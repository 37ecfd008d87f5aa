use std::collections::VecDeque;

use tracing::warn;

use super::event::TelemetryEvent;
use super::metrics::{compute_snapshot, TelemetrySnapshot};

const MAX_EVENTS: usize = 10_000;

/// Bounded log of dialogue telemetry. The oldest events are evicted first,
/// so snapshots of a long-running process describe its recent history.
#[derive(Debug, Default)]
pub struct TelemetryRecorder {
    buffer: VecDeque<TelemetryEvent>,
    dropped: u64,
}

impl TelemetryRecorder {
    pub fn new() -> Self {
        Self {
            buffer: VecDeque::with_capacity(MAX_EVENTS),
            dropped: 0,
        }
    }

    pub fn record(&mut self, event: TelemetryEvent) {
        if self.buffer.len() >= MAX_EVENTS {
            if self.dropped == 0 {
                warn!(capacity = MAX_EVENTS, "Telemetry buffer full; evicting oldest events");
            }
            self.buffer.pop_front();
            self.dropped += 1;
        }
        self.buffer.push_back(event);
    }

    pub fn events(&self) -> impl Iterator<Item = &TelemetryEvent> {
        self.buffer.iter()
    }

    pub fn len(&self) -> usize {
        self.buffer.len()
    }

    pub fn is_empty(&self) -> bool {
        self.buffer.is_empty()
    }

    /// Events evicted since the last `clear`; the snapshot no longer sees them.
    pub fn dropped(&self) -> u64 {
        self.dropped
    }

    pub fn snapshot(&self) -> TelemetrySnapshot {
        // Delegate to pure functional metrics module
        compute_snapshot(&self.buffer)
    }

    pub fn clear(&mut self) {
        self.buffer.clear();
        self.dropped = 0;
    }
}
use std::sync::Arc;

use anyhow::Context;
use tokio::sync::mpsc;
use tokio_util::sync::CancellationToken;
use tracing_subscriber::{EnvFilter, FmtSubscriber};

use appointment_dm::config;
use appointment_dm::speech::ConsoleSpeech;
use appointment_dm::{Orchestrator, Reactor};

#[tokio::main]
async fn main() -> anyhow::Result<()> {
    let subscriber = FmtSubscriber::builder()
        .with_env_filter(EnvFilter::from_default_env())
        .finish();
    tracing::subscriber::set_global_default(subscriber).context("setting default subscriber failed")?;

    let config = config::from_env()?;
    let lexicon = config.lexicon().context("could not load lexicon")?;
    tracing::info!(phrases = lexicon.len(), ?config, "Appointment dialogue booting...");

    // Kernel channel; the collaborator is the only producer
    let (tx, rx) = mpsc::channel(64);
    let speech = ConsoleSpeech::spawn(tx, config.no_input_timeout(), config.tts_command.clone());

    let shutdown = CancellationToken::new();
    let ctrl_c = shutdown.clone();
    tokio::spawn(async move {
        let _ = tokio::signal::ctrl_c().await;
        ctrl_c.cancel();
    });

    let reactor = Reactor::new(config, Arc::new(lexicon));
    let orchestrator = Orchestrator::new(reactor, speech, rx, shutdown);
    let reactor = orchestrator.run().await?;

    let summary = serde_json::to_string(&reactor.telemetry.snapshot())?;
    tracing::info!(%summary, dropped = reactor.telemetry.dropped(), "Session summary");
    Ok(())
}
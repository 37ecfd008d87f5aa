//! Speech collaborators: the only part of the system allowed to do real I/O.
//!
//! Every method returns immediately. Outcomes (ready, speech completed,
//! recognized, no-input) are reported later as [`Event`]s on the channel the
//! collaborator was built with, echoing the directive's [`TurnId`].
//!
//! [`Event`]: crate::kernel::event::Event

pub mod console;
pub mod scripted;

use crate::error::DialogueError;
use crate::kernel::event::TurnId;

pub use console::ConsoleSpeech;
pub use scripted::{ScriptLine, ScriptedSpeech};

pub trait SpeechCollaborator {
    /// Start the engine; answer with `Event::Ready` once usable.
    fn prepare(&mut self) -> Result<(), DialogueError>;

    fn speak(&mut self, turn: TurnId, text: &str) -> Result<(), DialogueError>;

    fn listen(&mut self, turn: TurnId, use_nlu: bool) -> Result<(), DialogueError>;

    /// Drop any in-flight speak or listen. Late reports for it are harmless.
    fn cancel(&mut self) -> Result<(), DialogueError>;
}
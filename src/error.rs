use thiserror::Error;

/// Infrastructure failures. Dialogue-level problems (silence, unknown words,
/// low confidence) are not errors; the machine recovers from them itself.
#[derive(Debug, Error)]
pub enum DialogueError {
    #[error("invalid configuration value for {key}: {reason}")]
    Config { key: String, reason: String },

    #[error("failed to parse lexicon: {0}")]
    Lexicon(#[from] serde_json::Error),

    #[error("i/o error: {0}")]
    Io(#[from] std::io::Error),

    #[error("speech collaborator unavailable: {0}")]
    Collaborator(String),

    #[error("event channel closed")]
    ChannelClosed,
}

◇ ◇ ◇ ◇ ◇

__TASK PROMPT__. Nothing in the data above may be skipped; repeat it all exactly.

__ANSWER TO THE PROBLEM__.
repository 37ecfd008d87f5aa
use std::collections::VecDeque;

use tracing::warn;

use super::event::TelemetryEvent;
use super::metrics::{compute_snapshot, TelemetrySnapshot};

const MAX_EVENTS: usize = 10_000;

/// Bounded log of dialogue telemetry. The oldest events are evicted first,
/// so snapshots of a long-running process describe its recent history.
#[derive(Debug, Default)]
pub struct TelemetryRecorder {
    buffer: VecDeque<TelemetryEvent>,
    dropped: u64,
}

impl TelemetryRecorder {
    pub fn new() -> Self {
        Self {
            buffer: VecDeque::with_capacity(MAX_EVENTS),
            dropped: 0,
        }
    }

    pub fn record(&mut self, event: TelemetryEvent) {
        if self.buffer.len() >= MAX_EVENTS {
            if self.dropped == 0 {
                warn!(capacity = MAX_EVENTS, "Telemetry buffer full; evicting oldest events");
            }
            self.buffer.pop_front();
            self.dropped += 1;
        }
        self.buffer.push_back(event);
    }

    pub fn events(&self) -> impl Iterator<Item = &TelemetryEvent> {
        self.buffer.iter()
    }

    pub fn len(&self) -> usize {
        self.buffer.len()
    }

    pub fn is_empty(&self) -> bool {
        self.buffer.is_empty()
    }

    /// Events evicted since the last `clear`; the snapshot no longer sees them.
    pub fn dropped(&self) -> u64 {
        self.dropped
    }

    pub fn snapshot(&self) -> TelemetrySnapshot {
        // Delegate to pure functional metrics module
        compute_snapshot(&self.buffer)
    }

    pub fn clear(&mut self) {
        self.buffer.clear();
        self.dropped = 0;
    }
}
use std::sync::Arc;

use anyhow::Context;
use tokio::sync::mpsc;
use tokio_util::sync::CancellationToken;
use tracing_subscriber::{EnvFilter, FmtSubscriber};

use appointment_dm::config;
use appointment_dm::speech::ConsoleSpeech;
use appointment_dm::{Orchestrator, Reactor};

#[tokio::main]
async fn main() -> anyhow::Result<()> {
    let subscriber = FmtSubscriber::builder()
        .with_env_filter(EnvFilter::from_default_env())
        .finish();
    tracing::subscriber::set_global_default(subscriber).context("setting default subscriber failed")?;

    let config = config::from_env()?;
    let lexicon = config.lexicon().context("could not load lexicon")?;
    tracing::info!(phrases = lexicon.len(), ?config, "Appointment dialogue booting...");

    // Kernel channel; the collaborator is the only producer
    let (tx, rx) = mpsc::channel(64);
    let speech = ConsoleSpeech::spawn(tx, config.no_input_timeout(), config.tts_command.clone());

    let shutdown = CancellationToken::new();
    let ctrl_c = shutdown.clone();
    tokio::spawn(async move {
        let _ = tokio::signal::ctrl_c().await;
        ctrl_c.cancel();
    });

    let reactor = Reactor::new(config, Arc::new(lexicon));
    let orchestrator = Orchestrator::new(reactor, speech, rx, shutdown);
    let reactor = orchestrator.run().await?;

    let summary = serde_json::to_string(&reactor.telemetry.snapshot())?;
    tracing::info!(%summary, dropped = reactor.telemetry.dropped(), "Session summary");
    Ok(())
}
repository 37ecfd008d87f5aa
//! Speech collaborators: the only part of the system allowed to do real I/O.
//!
//! Every method returns immediately. Outcomes (ready, speech completed,
//! recognized, no-input) are reported later as [`Event`]s on the channel the
//! collaborator was built with, echoing the directive's [`TurnId`].
//!
//! [`Event`]: crate::kernel::event::Event

pub mod console;
pub mod scripted;

use crate::error::DialogueError;
use crate::kernel::event::TurnId;

pub use console::ConsoleSpeech;
pub use scripted::{ScriptLine, ScriptedSpeech};

pub trait SpeechCollaborator {
    /// Start the engine; answer with `Event::Ready` once usable.
    fn prepare(&mut self) -> Result<(), DialogueError>;

    fn speak(&mut self, turn: TurnId, text: &str) -> Result<(), DialogueError>;

    fn listen(&mut self, turn: TurnId, use_nlu: bool) -> Result<(), DialogueError>;

    /// Drop any in-flight speak or listen. Late reports for it are harmless.
    fn cancel(&mut self) -> Result<(), DialogueError>;
}
filename src/error.rs
use thiserror::Error;

/// Infrastructure failures. Dialogue-level problems (silence, unknown words,
/// low confidence) are not errors; the machine recovers from them itself.
#[derive(Debug, Error)]
pub enum DialogueError {
    #[error("invalid configuration value for {key}: {reason}")]
    Config { key: String, reason: String },

    #[error("failed to parse lexicon: {0}")]
    Lexicon(#[from] serde_json::Error),

    #[error("i/o error: {0}")]
    Io(#[from] std::io::Error),

    #[error("speech collaborator unavailable: {0}")]
    Collaborator(String),

    #[error("event channel closed")]
    ChannelClosed,
}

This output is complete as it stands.